Adrien Rabiot ha recentemente rilasciato un'intervista approfondita a Rivista Undici, nella quale ha discusso della sua esperienza professionale e dei primi mesi giocando con il Milan.

Sull’uscita dal Marsiglia e il percorso di carriera

“In una carriera non tutto procede come si desidera; a volte ci sono momenti negativi, ma è proprio in queste circostanze che si impara e si diventa più forti. Ho affrontato tutto, sia nel calcio che nella vita privata, con la mia determinazione. Penso che questo sia ciò che mi rappresenta di più: avere quella forza, la capacità di rimanere concentrato e la voglia di proseguire, sempre cercando di migliorare. La mia autoconfidenza è sempre stata una caratteristica di me stesso. Con il tempo e l'esperienza, questa fiducia è aumentata costantemente. Desidero portare questo atteggiamento anche qui al Milan. Se siamo qui, significa che siamo forti e in possesso di qualità, e queste sono cose che dobbiamo dimostrare. È per questo che è utile tentare, a volte con un certo rischio, e per farlo è fondamentale avere fiducia in noi stessi. ”

Su Luka Modric 

“Conoscevamo il suo talento, ma sono rimasto colpito dalla sua capacità di correre per novanta minuti in entrambe le direzioni. A quarant’anni, non è affatto scontato; possiede un fisico eccezionale. Anche in situazioni come queste si trovano serenità e fiducia. È un leader e nel nostro spogliatoio abbiamo diversi di questi: Maignan, e anche uno appena arrivato come Füllkrug. Sono essenziali per motivare la squadra, ognuno nel proprio modo. ”

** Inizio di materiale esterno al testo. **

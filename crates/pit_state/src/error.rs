//! Error types for state operations.

use std::path::PathBuf;
use std::time::Duration;

use thiserror::Error;

use crate::runtime::RuntimeError;

/// Result type alias for state operations.
pub type StateResult<T> = Result<T, StateError>;

/// Errors that can occur while building, starting or stopping a state.
#[derive(Error, Debug)]
pub enum StateError {
    #[error("No state provider configured for '{provider}'")]
    ConfigNotFound { provider: String },

    #[error("Invalid state configuration: {0}")]
    InvalidConfig(String),

    #[error("Failed to archive build context {}: {source}", .path.display())]
    ArchiveError {
        path: PathBuf,
        #[source]
        source: std::io::Error,
    },

    #[error("Image build failed for {image}: {message}")]
    BuildError { image: String, message: String },

    #[error("Failed to create container from image {image} (was the state built?): {message}")]
    ContainerCreateError { image: String, message: String },

    #[error("Container {name} already exists, stop it first")]
    ContainerExists { name: String },

    #[error("Failed to start container from image {image}: {message}")]
    ContainerStartError { image: String, message: String },

    #[error("Container {container} not ready after {}", format_duration(.timeout))]
    ReadinessTimeout { container: String, timeout: Duration },

    #[error("Failed to fetch logs of container {container}: {message}")]
    LogFetchError { container: String, message: String },

    #[error("Failed to inspect container {container}: {message}")]
    InspectError { container: String, message: String },

    #[error("No container found with name {name}")]
    ContainerNotFound { name: String },

    #[error("Failed to remove container {name}: {message}")]
    RemoveError { name: String, message: String },

    #[error("Docker connection failed: {0}")]
    Connection(String),

    #[error("Operation cancelled")]
    Cancelled,

    #[error("Runtime error: {0}")]
    Runtime(#[from] RuntimeError),

    #[error("IO error: {0}")]
    Io(#[from] std::io::Error),
}

fn format_duration(d: &Duration) -> humantime::FormattedDuration {
    humantime::format_duration(*d)
}

impl StateError {
    /// Whether the error means the requested state does not exist.
    pub fn is_not_found(&self) -> bool {
        matches!(
            self,
            Self::ConfigNotFound { .. } | Self::ContainerNotFound { .. }
        )
    }
}
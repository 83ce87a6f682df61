//! Name command - Print the image/container name of a fixture.

use anyhow::Result;
use clap::Args;

use pit_state::Naming;

use super::{DaemonArgs, FixtureArgs};

#[derive(Args)]
pub struct NameArgs {
    #[command(flatten)]
    fixture: FixtureArgs,

    /// Also print the build context directory
    #[arg(long)]
    path: bool,
}

pub async fn execute(args: NameArgs, daemon: &DaemonArgs) -> Result<()> {
    let naming = Naming::new(daemon.states_dir.clone());
    let FixtureArgs { provider, fixture } = &args.fixture;

    println!("{}", naming.image_name_for(provider, fixture));
    if args.path {
        println!("{}", naming.context_path(provider, fixture).display());
    }
    Ok(())
}
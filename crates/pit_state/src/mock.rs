//! Mock container runtime for testing.
//!
//! Keeps images and containers in memory and replays scripted container
//! output, so the manager can be exercised without a Docker daemon.

use std::collections::HashMap;
use std::sync::atomic::{AtomicUsize, Ordering};
use std::sync::Arc;
use std::time::Duration;

use async_trait::async_trait;
use parking_lot::RwLock;
use tokio::io::{AsyncWrite, AsyncWriteExt};
use tokio::time::Instant;

use crate::runtime::{
    ContainerEntry, ContainerInfo, CreateRequest, LogsRequest, RemoveRequest, RuntimeClient,
    RuntimeError, RuntimeResult,
};

/// Captured call information for verification.
#[derive(Debug, Clone)]
pub struct CapturedCall {
    pub method: String,
    /// Image name, container id or container name the call was about
    pub target: Option<String>,
}

/// Container known to the mock runtime.
#[derive(Debug, Clone)]
pub struct MockContainer {
    pub id: String,
    pub name: String,
    pub image: String,
    pub command: Vec<String>,
    pub ports: Vec<crate::config::PortBinding>,
    started_at: Option<Instant>,
}

impl MockContainer {
    pub fn running(&self) -> bool {
        self.started_at.is_some()
    }
}

/// In-memory runtime client.
///
/// Clones share state, so a clone handed to the manager can be inspected
/// from the test afterwards.
#[derive(Clone)]
pub struct MockRuntime {
    /// Images that "exist".
    images: Arc<RwLock<Vec<String>>>,
    /// Created containers.
    containers: Arc<RwLock<Vec<MockContainer>>>,
    /// Output lines and the delay after start at which they appear.
    log_script: Arc<RwLock<Vec<(Duration, String)>>>,
    /// Lines written to the sink on every build.
    build_output: Arc<RwLock<Vec<String>>>,
    /// Simulated failures, keyed by method name.
    failures: Arc<RwLock<HashMap<String, RuntimeError>>>,
    /// Simulated latency, keyed by method name.
    delays: Arc<RwLock<HashMap<String, Duration>>>,
    /// Captured calls for verification.
    captured_calls: Arc<RwLock<Vec<CapturedCall>>>,
    next_id: Arc<AtomicUsize>,
}

impl Default for MockRuntime {
    fn default() -> Self {
        Self::new()
    }
}

impl MockRuntime {
    pub fn new() -> Self {
        Self {
            images: Arc::new(RwLock::new(Vec::new())),
            containers: Arc::new(RwLock::new(Vec::new())),
            log_script: Arc::new(RwLock::new(Vec::new())),
            build_output: Arc::new(RwLock::new(vec![
                "Step 1/1 : FROM scratch\n".to_string(),
                " ---> Running in 5f1c2a\n".to_string(),
                "Successfully built 5f1c2a9e0b7d\n".to_string(),
            ])),
            failures: Arc::new(RwLock::new(HashMap::new())),
            delays: Arc::new(RwLock::new(HashMap::new())),
            captured_calls: Arc::new(RwLock::new(Vec::new())),
            next_id: Arc::new(AtomicUsize::new(1)),
        }
    }

    /// Add an image that should "exist".
    pub fn add_existing_image(self, image: impl Into<String>) -> Self {
        self.images.write().push(image.into());
        self
    }

    /// Emit `line` once a container has been running for `after`.
    pub fn add_log_line(self, after: Duration, line: impl Into<String>) -> Self {
        self.log_script.write().push((after, line.into()));
        self
    }

    /// Replace the build log written on `build_image`.
    pub fn with_build_output(self, lines: Vec<String>) -> Self {
        *self.build_output.write() = lines;
        self
    }

    /// Make every call to `method` fail with `message`.
    pub fn fail_on(self, method: &str, message: impl Into<String>) -> Self {
        self.failures
            .write()
            .insert(method.to_string(), RuntimeError::new(message));
        self
    }

    /// Make every call to `method` take `delay` before it answers.
    pub fn with_delay(self, method: &str, delay: Duration) -> Self {
        self.delays.write().insert(method.to_string(), delay);
        self
    }

    /// Stop failing calls to `method`.
    pub fn clear_failure(&self, method: &str) {
        self.failures.write().remove(method);
    }

    pub fn images(&self) -> Vec<String> {
        self.images.read().clone()
    }

    pub fn containers(&self) -> Vec<MockContainer> {
        self.containers.read().clone()
    }

    /// Get all captured calls.
    pub fn get_calls(&self) -> Vec<CapturedCall> {
        self.captured_calls.read().clone()
    }

    /// Check if a specific method was called.
    pub fn was_called(&self, method: &str) -> bool {
        self.captured_calls
            .read()
            .iter()
            .any(|c| c.method == method)
    }

    /// Get calls to a specific method.
    pub fn get_method_calls(&self, method: &str) -> Vec<CapturedCall> {
        self.captured_calls
            .read()
            .iter()
            .filter(|c| c.method == method)
            .cloned()
            .collect()
    }

    fn record_call(&self, method: &str, target: Option<&str>) {
        self.captured_calls.write().push(CapturedCall {
            method: method.to_string(),
            target: target.map(str::to_string),
        });
    }

    fn check_failure(&self, method: &str) -> RuntimeResult<()> {
        match self.failures.read().get(method) {
            Some(err) => Err(err.clone()),
            None => Ok(()),
        }
    }

    async fn simulate_latency(&self, method: &str) {
        let delay = self.delays.read().get(method).copied();
        if let Some(delay) = delay {
            tokio::time::sleep(delay).await;
        }
    }

    fn no_such_container(id: &str) -> RuntimeError {
        RuntimeError::with_status(404, format!("No such container: {}", id))
    }
}

#[async_trait]
impl RuntimeClient for MockRuntime {
    async fn ping(&self) -> RuntimeResult<()> {
        self.record_call("ping", None);
        self.check_failure("ping")
    }

    async fn build_image(
        &self,
        name: &str,
        _context: Vec<u8>,
        output: &mut (dyn AsyncWrite + Unpin + Send),
    ) -> RuntimeResult<()> {
        self.record_call("build_image", Some(name));
        self.simulate_latency("build_image").await;

        let lines = self.build_output.read().clone();
        for line in lines {
            output.write_all(line.as_bytes()).await?;
        }
        output.flush().await?;
        self.check_failure("build_image")?;

        let mut images = self.images.write();
        if !images.iter().any(|i| i == name) {
            images.push(name.to_string());
        }
        Ok(())
    }

    async fn create_container(&self, request: &CreateRequest) -> RuntimeResult<String> {
        self.record_call("create_container", Some(&request.name));
        self.check_failure("create_container")?;

        if !self.images.read().contains(&request.image) {
            return Err(RuntimeError::with_status(
                404,
                format!("No such image: {}", request.image),
            ));
        }

        let mut containers = self.containers.write();
        if containers.iter().any(|c| c.name == request.name) {
            return Err(RuntimeError::with_status(
                409,
                format!("Conflict. The container name \"/{}\" is already in use", request.name),
            ));
        }

        let id = format!("{:064x}", self.next_id.fetch_add(1, Ordering::SeqCst));
        containers.push(MockContainer {
            id: id.clone(),
            name: request.name.clone(),
            image: request.image.clone(),
            command: request.command.clone(),
            ports: request.ports.clone(),
            started_at: None,
        });
        Ok(id)
    }

    async fn start_container(&self, id: &str) -> RuntimeResult<()> {
        self.record_call("start_container", Some(id));
        self.check_failure("start_container")?;

        let mut containers = self.containers.write();
        let container = containers
            .iter_mut()
            .find(|c| c.id == id)
            .ok_or_else(|| Self::no_such_container(id))?;
        container.started_at.get_or_insert_with(Instant::now);
        Ok(())
    }

    async fn logs(&self, id: &str, request: &LogsRequest) -> RuntimeResult<String> {
        self.record_call("logs", Some(id));
        self.simulate_latency("logs").await;
        self.check_failure("logs")?;

        let started_at = self
            .containers
            .read()
            .iter()
            .find(|c| c.id == id)
            .ok_or_else(|| Self::no_such_container(id))?
            .started_at;

        let Some(started_at) = started_at else {
            return Ok(String::new());
        };
        if !request.stdout && !request.stderr {
            return Ok(String::new());
        }

        let elapsed = started_at.elapsed();
        Ok(self
            .log_script
            .read()
            .iter()
            .filter(|(after, _)| *after <= elapsed)
            .map(|(_, line)| line.as_str())
            .collect())
    }

    async fn inspect_container(&self, id: &str) -> RuntimeResult<ContainerInfo> {
        self.record_call("inspect_container", Some(id));
        self.check_failure("inspect_container")?;

        self.containers
            .read()
            .iter()
            .find(|c| c.id == id || c.name == id)
            .map(|c| ContainerInfo {
                id: c.id.clone(),
                name: c.name.clone(),
                running: c.running(),
            })
            .ok_or_else(|| Self::no_such_container(id))
    }

    async fn list_containers(&self, all: bool) -> RuntimeResult<Vec<ContainerEntry>> {
        self.record_call("list_containers", None);
        self.check_failure("list_containers")?;

        Ok(self
            .containers
            .read()
            .iter()
            .filter(|c| all || c.running())
            .map(|c| ContainerEntry {
                id: c.id.clone(),
                names: vec![format!("/{}", c.name)],
            })
            .collect())
    }

    async fn remove_container(&self, id: &str, request: &RemoveRequest) -> RuntimeResult<()> {
        self.record_call("remove_container", Some(id));
        self.check_failure("remove_container")?;

        let mut containers = self.containers.write();
        let index = containers
            .iter()
            .position(|c| c.id == id)
            .ok_or_else(|| Self::no_such_container(id))?;
        if containers[index].running() && !request.force {
            return Err(RuntimeError::with_status(
                409,
                format!("You cannot remove a running container {}", id),
            ));
        }
        containers.remove(index);
        Ok(())
    }
}
//! Packaging of a fixture directory into a build context archive.

use std::io;
use std::path::Path;

use tar::Builder;
use tracing::debug;
use walkdir::WalkDir;

use crate::error::{StateError, StateResult};

/// Tar every file below `root`, using paths relative to `root`.
///
/// Directories are not added as entries of their own; the daemon recreates
/// them from the file paths.
pub fn tar_directory(root: &Path) -> StateResult<Vec<u8>> {
    tar_files(root).map_err(|source| StateError::ArchiveError {
        path: root.to_path_buf(),
        source,
    })
}

fn tar_files(root: &Path) -> io::Result<Vec<u8>> {
    let meta = std::fs::metadata(root)?;
    if !meta.is_dir() {
        return Err(io::Error::new(
            io::ErrorKind::InvalidInput,
            "build context is not a directory",
        ));
    }

    let mut builder = Builder::new(Vec::new());
    let mut count = 0usize;

    for entry in WalkDir::new(root).sort_by_file_name() {
        let entry = entry?;
        if entry.file_type().is_dir() {
            continue;
        }

        let rel = entry
            .path()
            .strip_prefix(root)
            .map_err(|e| io::Error::new(io::ErrorKind::Other, e))?;
        builder.append_path_with_name(entry.path(), rel)?;
        count += 1;
    }

    let data = builder.into_inner()?;
    debug!("Archived {} files from {} ({} bytes)", count, root.display(), data.len());
    Ok(data)
}

#[cfg(test)]
mod tests {
    use super::*;
    use std::fs;
    use std::io::Read;

    #[test]
    fn test_archive_uses_relative_paths() {
        let dir = tempfile::tempdir().unwrap();
        fs::write(dir.path().join("Dockerfile"), "FROM mongo:3.0\n").unwrap();
        fs::create_dir(dir.path().join("seed")).unwrap();
        fs::write(dir.path().join("seed").join("users.json"), "[]").unwrap();

        let data = tar_directory(dir.path()).unwrap();
        let mut archive = tar::Archive::new(data.as_slice());

        let mut entries = Vec::new();
        for entry in archive.entries().unwrap() {
            let mut entry = entry.unwrap();
            let path = entry.path().unwrap().to_string_lossy().to_string();
            let mut content = String::new();
            entry.read_to_string(&mut content).unwrap();
            entries.push((path, content));
        }

        assert_eq!(
            entries,
            vec![
                ("Dockerfile".to_string(), "FROM mongo:3.0\n".to_string()),
                ("seed/users.json".to_string(), "[]".to_string()),
            ]
        );
    }

    #[test]
    fn test_missing_directory_is_archive_error() {
        let dir = tempfile::tempdir().unwrap();
        let missing = dir.path().join("nope");

        match tar_directory(&missing) {
            Err(StateError::ArchiveError { path, source }) => {
                assert_eq!(path, missing);
                assert_eq!(source.kind(), io::ErrorKind::NotFound);
            }
            other => panic!("Expected ArchiveError, got {:?}", other.map(|d| d.len())),
        }
    }

    #[test]
    fn test_file_is_not_a_context() {
        let dir = tempfile::tempdir().unwrap();
        let file = dir.path().join("Dockerfile");
        fs::write(&file, "FROM scratch\n").unwrap();

        assert!(matches!(
            tar_directory(&file),
            Err(StateError::ArchiveError { .. })
        ));
    }
}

Sull'andamento della squadra con e senza Rabiot 

“Non penso che un singolo giocatore possa cambiare il volto di una squadra, però è vero che può offrire un certo tipo di aiuto. Va detto che l’atteggiamento dei giovani è impeccabile, e questo è molto importante in un gruppo. È bello vedere che tutti seguono la stessa direzione, e questo è anche merito del mister, che porta tranquillità, guidandoci a fare le cose nella maniera giusta, senza fretta e nervosismo. ”

Su Ibrahimovic 

"Per me, Ibra è sempre stato un modello, così come per tutti gli altri. Anche solo osservandolo, si imparava: nella gestione delle responsabilità, nelle scelte da prendere, nella forza mentale. Sono felice di averlo ritrovato qui, ho sempre avuto una buona intesa con lui: entrambi abbiamo un carattere simile, la stessa determinazione e voglia di vincere, oltre alla tenacia di non arrendersi mai. Per il mio io giovane, è stata una grande fonte d'ispirazione. "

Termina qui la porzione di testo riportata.